The system has 256GB local DRAM + 64GB CXL memory. We stack two workloads
together in two cgroups. One is a microbenchmark that allocates memory and
accesses it at tunable hotness levels. It allocates 256GB of memory and
accesses it in sequential passes with a very hot access pattern (~1 second per
pass). The other workload is 64 instances of 520.omnetpp_r from SPEC CPU 2017,
which uses about 14GB of memory in total. We apply memory bandwidth limits (1
Gbps memory bandwidth per logical core) and LLC contention mitigation by
setting cpuset for each cgroup.
Case 1: omnetpp running without the microbenchmark.
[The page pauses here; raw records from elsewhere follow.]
//! wealdc-lex - Lexical analysis for the Weald front-end.
//!
//! One forward pass turns a [`wealdc_util::Source`] into a complete token
//! sequence plus a problem list; malformed input never stops the pass. The
//! stream always ends with exactly one `End` token, line breaks surface as
//! at most one `Newline` token between tokens, and everything unlexable
//! becomes an `Invalid` token pinned to its exact span.
//!
//! Layering, leaves first:
//!
//! - [`runes`]: character-level predicates, including the Unicode name
//!   grammar.
//! - [`cursor`]: the position-tracking view the lexer scans with.
//! - [`escape`]: escape decoding, shared with literal interpretation in
//!   the parser.
//! - [`lexer`]: the scanning loop itself, entered through [`tokenise`].
//!
//! Callers that only need tokens (tools, tests) can stop here; the parser
//! crate consumes this stream without re-reading the source.

pub mod cursor;
pub mod escape;
pub mod lexer;
pub mod runes;
mod token;

mod edge_cases;

pub use lexer::tokenise;
pub use token::{keyword, Token, TokenTag};
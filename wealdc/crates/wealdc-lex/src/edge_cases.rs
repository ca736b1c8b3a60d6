//! Edge case and property tests for wealdc-lex.
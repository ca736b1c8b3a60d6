//! wealdc-util - Foundation types for the Weald front-end.
//!
//! This crate holds everything the lexer and parser share but neither owns:
//!
//! - [`Source`]: the in-memory source object (name + immutable body).
//! - [`Loc`]: byte-offset spans into a source body.
//! - [`LineIndices`] / [`LineColumn`]: the derived 1-based, grapheme-aware
//!   line/column view used by diagnostics.
//! - [`Problems`]: the append-only diagnostic buffer both stages report
//!   into, and the stable problem ids in [`codes`].
//!
//! Nothing in here aborts: problems are data, and every span stays valid
//! for the lifetime of the source it points into.

pub mod codes;
mod line_index;
mod loc;
mod problem;
mod source;

pub use line_index::{LineColumn, LineColumnRange, LineIndices};
pub use loc::Loc;
pub use problem::{Problem, ProblemDesc, Problems};
pub use source::Source;
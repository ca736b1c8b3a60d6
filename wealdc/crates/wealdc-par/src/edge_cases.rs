//! Edge case tests for wealdc-par.
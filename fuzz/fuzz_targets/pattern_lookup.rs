#![no_main]

use libfuzzer_sys::fuzz_target;
use noise_hfs::handshakepattern::lookup;

fuzz_target!(|data: &[u8]| {
    if let Ok(name) = core::str::from_utf8(data) {
        if let Ok(pattern) = lookup(name) {
            assert_eq!(pattern.name(), name);
        }
    }
});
It is able to use all local memory and without resource contention. This is
the optimal case.
Avg rate reported by SPEC= 84.7
Case 2: Running two workloads stacked without the fairness patches and start
the microbenchmark first.
Avg= 62.7 (-25.9%)
Case 3: Set memory.low = 19GB for both workloads This is enough memory local
low protection for the entire memory usage of omnetpp.
Avg = 75.3 (-11.1%)
Analysis: omnetpp still uses significant CXL memory (up to 3GB) by the time it
finishes because the hint faults for it only triggers for a few seconds in the
~20 minute runtime. Due to the short runtime of the workload and how tiering
currently works, it finishes before the memory usage converges to the point
where all its memory use is local. However, this still represents a significant
improvement over case 2.
Case 4: Set memory.low = 19GB for both workloads. Set memory.high = 257GB for
the microbenchmark.
Avg= 84.0 (<1% difference with case 1)
Analysis: by setting both memory.low and memory.high, the usage of local memory
is essentially provisioned for the microbenchmark. Therefore, even if the
microbenchmark starts first, when omnetpp starts it can get all local memory
from the very beginning and achieve near non-colocated performance.
We’re working on getting performance data from Meta’s production workloads.
Stay tuned for more results.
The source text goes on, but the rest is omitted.